Work instructions:
The lines to copy from the listing below are those that contain the string "cutoff".

Data shown:

'''

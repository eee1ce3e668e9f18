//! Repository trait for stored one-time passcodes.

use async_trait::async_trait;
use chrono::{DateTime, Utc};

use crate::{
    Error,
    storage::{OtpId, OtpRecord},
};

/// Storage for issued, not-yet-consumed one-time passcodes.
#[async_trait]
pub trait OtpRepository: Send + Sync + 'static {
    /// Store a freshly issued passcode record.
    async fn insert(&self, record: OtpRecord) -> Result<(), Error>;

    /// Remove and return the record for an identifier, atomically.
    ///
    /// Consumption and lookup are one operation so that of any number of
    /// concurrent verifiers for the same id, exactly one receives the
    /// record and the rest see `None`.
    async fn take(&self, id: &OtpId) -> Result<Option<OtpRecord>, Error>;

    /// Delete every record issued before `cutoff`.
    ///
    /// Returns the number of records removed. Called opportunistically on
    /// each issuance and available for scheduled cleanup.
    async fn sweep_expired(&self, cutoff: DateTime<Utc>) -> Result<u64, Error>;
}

'''

Output for this task:
    /// Delete every record issued before `cutoff`.
    async fn sweep_expired(&self, cutoff: DateTime<Utc>) -> Result<u64, Error>;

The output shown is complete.